A. 葉山舘は和の宿として、夫婦や友人連れの落ち着いた滞在を主軸に据えている。子連れの場合は、棟と部屋の選択を事前に相談するのが望ましい。

Q. 源泉100%掛け流しの湯は、湯あたりしやすい体質でも入れますか?

A. ナトリウム塩化物泉は刺激のやわらかい湯質である。とはいえ長湯は体に負担となるため、短時間の入浴を複数回に分け、合間に水分を取る入り方が安全である。
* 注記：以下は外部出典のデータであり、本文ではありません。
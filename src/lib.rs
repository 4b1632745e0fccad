pub mod api;
pub mod config;
pub mod diagnostics;
pub mod error;
pub mod lexer;
pub mod model;
pub mod parser;
pub mod rules;

pub use api::{import, import_to_json, import_with_config, to_json};
pub use config::{ImportConfig, Placeholders};
pub use diagnostics::{Warnings, INCOMPLETE_PARSE};
pub use error::*;
pub use lexer::{Token, TokenKind, TokenStream};
pub use model::*;
pub use parser::{parse, parse_with_config, ParsedScore};
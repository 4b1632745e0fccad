//! Embellishment tokens to gracenotes.
//!
//! Most BWW embellishments map onto a named reactive gracenote whose pitches
//! are worked out later from the surrounding melody. A few are stored as
//! explicit pitches, and the ones with no equivalent fall back to the
//! closest supported embellishment with a warning.

use crate::diagnostics::Warnings;
use crate::error::ImportError;
use crate::lexer::{Token, TokenKind};
use crate::model::{Gracenote, Pitch};

/// Convert an embellishment token into the gracenote for the next note.
pub fn gracenote(token: &Token, warnings: &mut Warnings) -> Result<Gracenote, ImportError> {
    let gracenote = match token.kind {
        TokenKind::Doubling => {
            if token.text() == "dbhg" {
                Gracenote::reactive("half-doubling")
            } else {
                Gracenote::reactive("doubling")
            }
        }
        TokenKind::Strike => strike(token, "str")?,
        TokenKind::Taorluath => Gracenote::reactive("toarluath"),
        TokenKind::Bubbly => Gracenote::reactive("bubbly"),
        TokenKind::RegularGrip => Gracenote::reactive("grip"),
        TokenKind::ComplexGrip => {
            warnings.push(
                "Can't deal with grips with gracenotes on them. Replacing with standard grip.",
            );
            Gracenote::reactive("grip")
        }
        TokenKind::Edre => Gracenote::reactive("edre"),
        TokenKind::Throw => Gracenote::reactive("throw-d"),
        TokenKind::Pele => pele(token, warnings),
        TokenKind::Birl => birl(token),
        TokenKind::DoubleStrike => {
            warnings.push(format!(
                "Can't deal with double strike {}: replacing with a single strike",
                token.text()
            ));
            strike(token, "st2")?
        }
        TokenKind::TripleStrike => {
            warnings.push(format!(
                "Can't deal with triple strike {}: replacing with a single strike",
                token.text()
            ));
            strike(token, "st3")?
        }
        TokenKind::Gracenote => Gracenote::Single {
            note: Pitch::from_gracenote_code(group(token, 1)?)?,
        },
        TokenKind::DoubleGracenote => Gracenote::Custom {
            pitches: vec![
                Pitch::from_gracenote_code(group(token, 1)?)?,
                Pitch::from_code(group(token, 2)?)?,
            ],
        },
        _ => return Err(ImportError::unrecognised("embellishment", token.text())),
    };
    Ok(gracenote)
}

fn group(token: &Token, index: usize) -> Result<&str, ImportError> {
    token
        .group(index)
        .ok_or_else(|| ImportError::unrecognised("embellishment", token.text()))
}

/// A strike with a prefix before `marker` is a g-strike; a bare strike is a
/// single gracenote on the struck pitch.
fn strike(token: &Token, marker: &str) -> Result<Gracenote, ImportError> {
    let head = group(token, 1)?;
    let prefix = head
        .strip_suffix(marker)
        .or_else(|| head.strip_suffix("st"))
        .unwrap_or(head);
    if prefix.is_empty() {
        Ok(Gracenote::Single {
            note: Pitch::from_code(group(token, 2)?)?,
        })
    } else {
        Ok(Gracenote::reactive("g-strike"))
    }
}

fn birl(token: &Token) -> Gracenote {
    match token.text() {
        "gbr" | "tbr" => Gracenote::reactive("g-gracenote-birl"),
        _ => Gracenote::reactive("birl"),
    }
}

fn pele(token: &Token, warnings: &mut Warnings) -> Gracenote {
    match token.group(1) {
        Some("pel" | "tpel" | "hpel" | "lpel" | "ltpel" | "lhpel") => Gracenote::reactive("shake"),
        _ => {
            warnings.push(format!(
                "Unrecognised pele {}: replacing with a shake",
                token.text()
            ));
            Gracenote::reactive("shake")
        }
    }
}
Q. 米沢牛を堪能したい場合、特別なプランはありますか?

A. 葉山舘の夕餉は、標準コースでも米沢牛を複数の手法で楽しめるよう献立が組まれている。さらに米沢牛を主役に据えたプランも用意されているため、予約時に確認すると良い。

本記事の参考情報

山形県公式観光・旅行情報サイト やまがたへの旅 — 上山・かみのやま温泉の観光情報
Wikipedia: かみのやま温泉 — 湯場の歴史と地理の背景
Wikipedia: 上山城 — 上山藩・羽州街道宿場の歴史

編集部から

葉山舘を取り上げるにあたって、編集部が重視したのは、湯と建物と土地の三つが一体として運営されているかという視点である。源泉百パーセントの掛け流しという湯の運用は、湯量の確保と継承の意志の両方を要する。葉山の高台に三棟を構え、城下と蔵王を借景に取り込む立地は、文政の頃から代を継ぐなかで土地と宿との関係を更新し続けてきた結果でもある。盛夏の置賜を旅するのであれば、宿のなかで一日を過ごす時間と、城下を歩く時間の両方を持ちたい。葉山舘は、その両方が叶う一軒として、編集部の記す宿のなかでも記憶に残る一軒である。次に書きたいのは、置賜の他の湯場、白布や赤湯の継承の記である。